これ以降の文章にはゲームの内容に関する重要な情報が書かれています。まだゲームをクリアしていない人がみるとゲームの面白さを損なうことがありますのでご注意下さい。

街で発生する怪奇な事件を巡って、人間・異形・マツロワヌモノそれぞれの想いが錯綜していくミステリーADV第一弾。登場人物の内に秘めたる熱い想いが印象的。フルボイスは勿論のこと作品世界を感じられるMAP選択や時系列が一目で分かるフローチャート、推理モードにクリア後のおまけも充実していて、「高品質」という表現がぴったりの同人ゲーム。特筆したいのは完成度の高さだが肝心のシナリオも面白いし、是非とも多くの人にお薦めしたい一作。
・簡単なあらすじ
生物や無生物が強い感情を契機にして異形化し、人の手には負えない様々な怪異を引き起こす。主人公・天河勇は学友である緒方千春との穏やかな高校生活を楽しむ一方で、マツロワヌモノとしてそうした事件に対処する日々を送っていた。
そんな彼の元に、街を静かに賑わせつつあるとある変化と、人形が人を襲うという奇怪な事件が舞い込んできて…。

シリーズ第一作目ではあるが一応今作でも完結した物語になっている。
公式ブログの例えを借りて説明すると『名探偵コナン』のような感じ。コナン君は行く先々で様々な事件に巻き込まれてそれを解決しているけど、大本の黒の組織関連の事件については依然として継続中のままである。

今作もメインである人形事件については綺麗に解決されるが、近頃の犯罪件数の異常増加(物異にも影響を及ぼす?)という大本と思しき事件については次巻以降も引き続いていく。
他にも
・冒頭の御伽話との関連
・おまけシナリオでの千春の謎
・千春が入手したアクセサリー
・主人公の過去や家族、マツロワヌチカラについて
・???side
など、まだまだ明らかにされていない事柄は多いので今後どうなっていくのか気になるところ。

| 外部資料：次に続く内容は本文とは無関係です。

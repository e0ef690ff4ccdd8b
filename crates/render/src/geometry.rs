use std::collections::BTreeSet;

/// Line-list wireframe of a subdivided box.
#[derive(Debug, Clone, Default)]
pub struct WireframeMesh {
    pub positions: Vec<[f32; 3]>,
    /// Pairs of indices into `positions`, one pair per line segment.
    pub indices: Vec<u32>,
}

impl WireframeMesh {
    pub fn line_count(&self) -> usize {
        self.indices.len() / 2
    }
}

/// One face of the box: the two in-plane axes with their directions, and the
/// normal axis with the side of the box it sits on.
struct Face {
    u: usize,
    v: usize,
    w: usize,
    u_dir: f32,
    v_dir: f32,
    w_dir: f32,
}

#[rustfmt::skip]
const FACES: [Face; 6] = [
    Face { u: 2, v: 1, w: 0, u_dir: -1.0, v_dir: -1.0, w_dir:  1.0 }, // +X
    Face { u: 2, v: 1, w: 0, u_dir:  1.0, v_dir: -1.0, w_dir: -1.0 }, // -X
    Face { u: 0, v: 2, w: 1, u_dir:  1.0, v_dir:  1.0, w_dir:  1.0 }, // +Y
    Face { u: 0, v: 2, w: 1, u_dir:  1.0, v_dir: -1.0, w_dir: -1.0 }, // -Y
    Face { u: 0, v: 1, w: 2, u_dir:  1.0, v_dir: -1.0, w_dir:  1.0 }, // +Z
    Face { u: 0, v: 1, w: 2, u_dir: -1.0, v_dir: -1.0, w_dir: -1.0 }, // -Z
];

/// Wireframe of a cube with edge length `size`, each face split into
/// `segments` x `segments` quads.
///
/// Every quad is drawn as its two triangles' edges, so each cell shows a
/// diagonal. Edges shared by two triangles of the same face appear once.
pub fn wireframe_box(size: f32, segments: u32) -> WireframeMesh {
    let segments = segments.max(1);
    let half = size / 2.0;
    let step = size / segments as f32;
    let row = segments + 1;

    let mut mesh = WireframeMesh::default();
    let mut edges = BTreeSet::new();

    for face in &FACES {
        let base = mesh.positions.len() as u32;

        for iy in 0..=segments {
            let y = iy as f32 * step - half;
            for ix in 0..=segments {
                let x = ix as f32 * step - half;
                let mut p = [0.0; 3];
                p[face.u] = x * face.u_dir;
                p[face.v] = y * face.v_dir;
                p[face.w] = half * face.w_dir;
                mesh.positions.push(p);
            }
        }

        for iy in 0..segments {
            for ix in 0..segments {
                let a = base + ix + row * iy;
                let b = base + ix + row * (iy + 1);
                let c = base + (ix + 1) + row * (iy + 1);
                let d = base + (ix + 1) + row * iy;
                for (p, q) in [(a, b), (b, d), (d, a), (b, c), (c, d)] {
                    edges.insert((p.min(q), p.max(q)));
                }
            }
        }
    }

    mesh.indices = edges.into_iter().flat_map(|(p, q)| [p, q]).collect();
    mesh
}

#[cfg(test)]
mod tests {
    use super::*;

    #[test]
    fn eight_segment_cube_counts() {
        let mesh = wireframe_box(1.0, 8);
        assert_eq!(mesh.positions.len(), 6 * 9 * 9);
        // Per face: 9 rows x 8 + 9 columns x 8 + 64 diagonals.
        assert_eq!(mesh.line_count(), 6 * (72 + 72 + 64));
    }

    #[test]
    fn vertices_lie_on_the_surface() {
        let mesh = wireframe_box(1.0, 8);
        for p in &mesh.positions {
            let max = p.iter().fold(0.0_f32, |m, c| m.max(c.abs()));
            assert!((max - 0.5).abs() < 1e-6, "{p:?} is not on the surface");
        }
    }

    #[test]
    fn indices_are_in_range() {
        let mesh = wireframe_box(2.0, 3);
        let n = mesh.positions.len() as u32;
        assert!(mesh.indices.iter().all(|&i| i < n));
        assert_eq!(mesh.indices.len() % 2, 0);
    }

    #[test]
    fn zero_segments_is_a_plain_box() {
        let mesh = wireframe_box(1.0, 0);
        assert_eq!(mesh.positions.len(), 24);
        assert_eq!(mesh.line_count(), 6 * 5);
    }
}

推理モードは現時点では今日一日で知った情報を整理する程度で、難易度も高くないしあまり積極的に推理しているという感じはしない。(マツロワヌモノとはいえ主人公は探偵ではなくあくまで一介の高校生なので、証拠を集めて犯人を当てるというよりは入手した情報を落ち着いて積み重ねていく形になるのは仕方がないのかも。)
ただ推理パートについては「シリーズ一作目からあまり複雑にして敷居を高くしたくない」という意図もあるようで、次巻以降からは新しい機能も追加されてより本格的になっていくみたい。(参照:http://magicaleyes-dev.blogspot.jp/2014/08/blog-post_11.html)
個人的には東視点での推理パートがあれば面白いなと思う。立ち位置としても人間側のもう一人の主人公という感じだし。

ミステリーADVと銘打たれているが、第一章ではミステリー物としての面白さ(過程を推理する楽しみや思いもよらないトリックに翻弄される楽しみ)よりも事件に関わる登場人物の想いや信念といった心情的な部分の魅力の方が大きい。
特に脇役の男キャラが良い味を出していて、声優陣の熱演もあり、そこには見ているこちらが思わず掻き立てられるような静かな熱さがある。終盤の田村や東のシーンはグッときた。

マップ選択は時系列の区切りで同じ地点を連続して選択するところもあり、そこら辺に少し面倒臭さを覚えるかも。ただこの作品、シナリオに直接関係しない部分にまで凄く手が込んでいる。マップ選択やフローチャート、推理モードもTIPSもおまけのマテリアルも、シナリオを成立させる為の必要不可欠な要素という訳ではないし、ぶっちゃけ無くても構わない。だけどあれば登場人物が何時・何処で何をしていたのか分かりやすく理解することができるし、彼らが息づく作品世界をより身近に感じることができる。
こうした、プレイヤーが『マジカルアイズ』という作品をより深く味わう為の妥協しない作りに好感が持てる。今後もこのクオリティを維持したまま進んでいったら凄いシリーズになると思う。

同人ゲームにしてはちょっと値段が高めで費用対効果が優れているとは言い難いけど、それ相応のクオリティは備えていると思うし公式サイトを見て興味を持った人はプレイして損はないと思う。
開発中の第二章『indigo blue heaven』編も今から楽しみでしょうがない。